[Goal of the exercise] Without skipping anything, print all of the data exactly.

[Collected data]
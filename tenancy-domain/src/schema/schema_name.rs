use crate::error::{ProvisioningError, ProvisioningResult};
use serde::{Deserialize, Serialize};
use std::fmt;

/// 租户 schema 名前缀
pub const SCHEMA_PREFIX: &str = "tenant_";

/// schema 名推导规则的版本号；规则变化必须伴随已有 schema 的重命名方案
pub const SCHEMA_NAME_DERIVATION_VERSION: u32 = 1;

/// Postgres 标识符的最大字节数（NAMEDATALEN - 1）
const MAX_IDENTIFIER_LEN: usize = 63;

/// 租户 schema 名（值对象）
///
/// 只允许 `[a-z0-9_]` 且不以数字开头，保证可以安全地拼接进 DDL 语句。
///
/// ```
/// use tenancy_domain::schema::SchemaName;
///
/// let name = SchemaName::derive("Acme-Corp").unwrap();
/// assert_eq!(name.as_str(), "tenant_acme_corp");
/// assert!(SchemaName::parse("tenant_acme\"; drop").is_err());
/// ```
#[derive(Debug, Clone, PartialEq, Eq, Hash, PartialOrd, Ord, Serialize, Deserialize)]
#[serde(try_from = "String", into = "String")]
pub struct SchemaName(String);

impl SchemaName {
    /// 由租户 ID 推导 schema 名：前缀 + 小写化并把非 `[a-z0-9_]` 字符替换为 `_`
    ///
    /// 纯函数，任何服务都可以独立重算，不需要查询注册中心。
    pub fn derive(tenant_id: &str) -> ProvisioningResult<Self> {
        let tenant_id = tenant_id.trim();
        if tenant_id.is_empty() {
            return Err(ProvisioningError::InvalidSchemaName {
                reason: "tenant id is empty".to_string(),
            });
        }

        let sanitized: String = tenant_id
            .chars()
            .map(|c| {
                let c = c.to_ascii_lowercase();
                if c.is_ascii_lowercase() || c.is_ascii_digit() || c == '_' {
                    c
                } else {
                    '_'
                }
            })
            .collect();

        Self::parse(format!("{SCHEMA_PREFIX}{sanitized}"))
    }

    /// 校验并构造 schema 名
    pub fn parse(value: impl Into<String>) -> ProvisioningResult<Self> {
        let value = value.into();
        Self::validate(&value)?;
        Ok(Self(value))
    }

    /// 仅用于 crate 内已知合法的常量
    pub(crate) fn new_unchecked(value: &str) -> Self {
        Self(value.to_string())
    }

    fn validate(value: &str) -> ProvisioningResult<()> {
        let invalid = |reason: String| ProvisioningError::InvalidSchemaName { reason };

        let Some(first) = value.chars().next() else {
            return Err(invalid("schema name is empty".to_string()));
        };
        if value.len() > MAX_IDENTIFIER_LEN {
            return Err(invalid(format!(
                "schema name exceeds {MAX_IDENTIFIER_LEN} bytes: {value}"
            )));
        }
        if !(first.is_ascii_lowercase() || first == '_') {
            return Err(invalid(format!(
                "schema name must start with a lowercase letter or '_': {value}"
            )));
        }
        if !value
            .chars()
            .all(|c| c.is_ascii_lowercase() || c.is_ascii_digit() || c == '_')
        {
            return Err(invalid(format!(
                "schema name contains characters outside [a-z0-9_]: {value}"
            )));
        }
        Ok(())
    }

    pub fn as_str(&self) -> &str {
        &self.0
    }

    /// 双引号包裹的标识符，用于拼接 DDL
    pub fn quoted(&self) -> String {
        format!("\"{}\"", self.0)
    }
}

impl fmt::Display for SchemaName {
    fn fmt(&self, f: &mut fmt::Formatter<'_>) -> fmt::Result {
        f.write_str(&self.0)
    }
}

impl AsRef<str> for SchemaName {
    fn as_ref(&self) -> &str {
        &self.0
    }
}

impl TryFrom<String> for SchemaName {
    type Error = ProvisioningError;

    fn try_from(value: String) -> Result<Self, Self::Error> {
        Self::parse(value)
    }
}

impl From<SchemaName> for String {
    fn from(value: SchemaName) -> Self {
        value.0
    }
}

#[cfg(test)]
mod tests {
    use super::*;

    #[test]
    fn derive_is_deterministic_and_sanitized() {
        assert_eq!(SchemaName::derive("acme").unwrap().as_str(), "tenant_acme");
        assert_eq!(
            SchemaName::derive(" ACME.eu-west ").unwrap().as_str(),
            "tenant_acme_eu_west"
        );
        assert_eq!(
            SchemaName::derive("acme").unwrap(),
            SchemaName::derive("acme").unwrap()
        );
    }

    #[test]
    fn derive_rejects_empty_and_oversized_ids() {
        assert!(SchemaName::derive("   ").is_err());
        assert!(SchemaName::derive(&"x".repeat(64)).is_err());
    }

    #[test]
    fn parse_rejects_unsafe_identifiers() {
        assert!(SchemaName::parse("").is_err());
        assert!(SchemaName::parse("1tenant").is_err());
        assert!(SchemaName::parse("Tenant_acme").is_err());
        assert!(SchemaName::parse("tenant_acme; DROP SCHEMA public").is_err());
        assert!(SchemaName::parse("_tenant").is_ok());
    }

    #[test]
    fn quoted_wraps_identifier() {
        let name = SchemaName::parse("tenant_acme").unwrap();
        assert_eq!(name.quoted(), "\"tenant_acme\"");
    }
}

[Problem solution]
filename tenancy-domain/src/schema/schema_name.rs
use crate::error::{ProvisioningError, ProvisioningResult};
use serde::{Deserialize, Serialize};
use std::fmt;

/// 租户 schema 名前缀
pub const SCHEMA_PREFIX: &str = "tenant_";

/// schema 名推导规则的版本号；规则变化必须伴随已有 schema 的重命名方案
pub const SCHEMA_NAME_DERIVATION_VERSION: u32 = 1;

/// Postgres 标识符的最大字节数（NAMEDATALEN - 1）
const MAX_IDENTIFIER_LEN: usize = 63;

/// 租户 schema 名（值对象）
///
/// 只允许 `[a-z0-9_]` 且不以数字开头，保证可以安全地拼接进 DDL 语句。
///
/// ```
/// use tenancy_domain::schema::SchemaName;
///
/// let name = SchemaName::derive("Acme-Corp").unwrap();
/// assert_eq!(name.as_str(), "tenant_acme_corp");
/// assert!(SchemaName::parse("tenant_acme\"; drop").is_err());
/// ```
#[derive(Debug, Clone, PartialEq, Eq, Hash, PartialOrd, Ord, Serialize, Deserialize)]
#[serde(try_from = "String", into = "String")]
pub struct SchemaName(String);

impl SchemaName {
    /// 由租户 ID 推导 schema 名：前缀 + 小写化并把非 `[a-z0-9_]` 字符替换为 `_`
    ///
    /// 纯函数，任何服务都可以独立重算，不需要查询注册中心。
    pub fn derive(tenant_id: &str) -> ProvisioningResult<Self> {
        let tenant_id = tenant_id.trim();
        if tenant_id.is_empty() {
            return Err(ProvisioningError::InvalidSchemaName {
                reason: "tenant id is empty".to_string(),
            });
        }

        let sanitized: String = tenant_id
            .chars()
            .map(|c| {
                let c = c.to_ascii_lowercase();
                if c.is_ascii_lowercase() || c.is_ascii_digit() || c == '_' {
                    c
                } else {
                    '_'
                }
            })
            .collect();

        Self::parse(format!("{SCHEMA_PREFIX}{sanitized}"))
    }

    /// 校验并构造 schema 名
    pub fn parse(value: impl Into<String>) -> ProvisioningResult<Self> {
        let value = value.into();
        Self::validate(&value)?;
        Ok(Self(value))
    }

    /// 仅用于 crate 内已知合法的常量
    pub(crate) fn new_unchecked(value: &str) -> Self {
        Self(value.to_string())
    }

    fn validate(value: &str) -> ProvisioningResult<()> {
        let invalid = |reason: String| ProvisioningError::InvalidSchemaName { reason };

        let Some(first) = value.chars().next() else {
            return Err(invalid("schema name is empty".to_string()));
        };
        if value.len() > MAX_IDENTIFIER_LEN {
            return Err(invalid(format!(
                "schema name exceeds {MAX_IDENTIFIER_LEN} bytes: {value}"
            )));
        }
        if !(first.is_ascii_lowercase() || first == '_') {
            return Err(invalid(format!(
                "schema name must start with a lowercase letter or '_': {value}"
            )));
        }
        if !value
            .chars()
            .all(|c| c.is_ascii_lowercase() || c.is_ascii_digit() || c == '_')
        {
            return Err(invalid(format!(
                "schema name contains characters outside [a-z0-9_]: {value}"
            )));
        }
        Ok(())
    }

    pub fn as_str(&self) -> &str {
        &self.0
    }

    /// 双引号包裹的标识符，用于拼接 DDL
    pub fn quoted(&self) -> String {
        format!("\"{}\"", self.0)
    }
}

impl fmt::Display for SchemaName {
    fn fmt(&self, f: &mut fmt::Formatter<'_>) -> fmt::Result {
        f.write_str(&self.0)
    }
}

impl AsRef<str> for SchemaName {
    fn as_ref(&self) -> &str {
        &self.0
    }
}

impl TryFrom<String> for SchemaName {
    type Error = ProvisioningError;

    fn try_from(value: String) -> Result<Self, Self::Error> {
        Self::parse(value)
    }
}

impl From<SchemaName> for String {
    fn from(value: SchemaName) -> Self {
        value.0
    }
}

#[cfg(test)]
mod tests {
    use super::*;

    #[test]
    fn derive_is_deterministic_and_sanitized() {
        assert_eq!(SchemaName::derive("acme").unwrap().as_str(), "tenant_acme");
        assert_eq!(
            SchemaName::derive(" ACME.eu-west ").unwrap().as_str(),
            "tenant_acme_eu_west"
        );
        assert_eq!(
            SchemaName::derive("acme").unwrap(),
            SchemaName::derive("acme").unwrap()
        );
    }

    #[test]
    fn derive_rejects_empty_and_oversized_ids() {
        assert!(SchemaName::derive("   ").is_err());
        assert!(SchemaName::derive(&"x".repeat(64)).is_err());
    }

    #[test]
    fn parse_rejects_unsafe_identifiers() {
        assert!(SchemaName::parse("").is_err());
        assert!(SchemaName::parse("1tenant").is_err());
        assert!(SchemaName::parse("Tenant_acme").is_err());
        assert!(SchemaName::parse("tenant_acme; DROP SCHEMA public").is_err());
        assert!(SchemaName::parse("_tenant").is_ok());
    }

    #[test]
    fn quoted_wraps_identifier() {
        let name = SchemaName::parse("tenant_acme").unwrap();
        assert_eq!(name.quoted(), "\"tenant_acme\"");
    }
}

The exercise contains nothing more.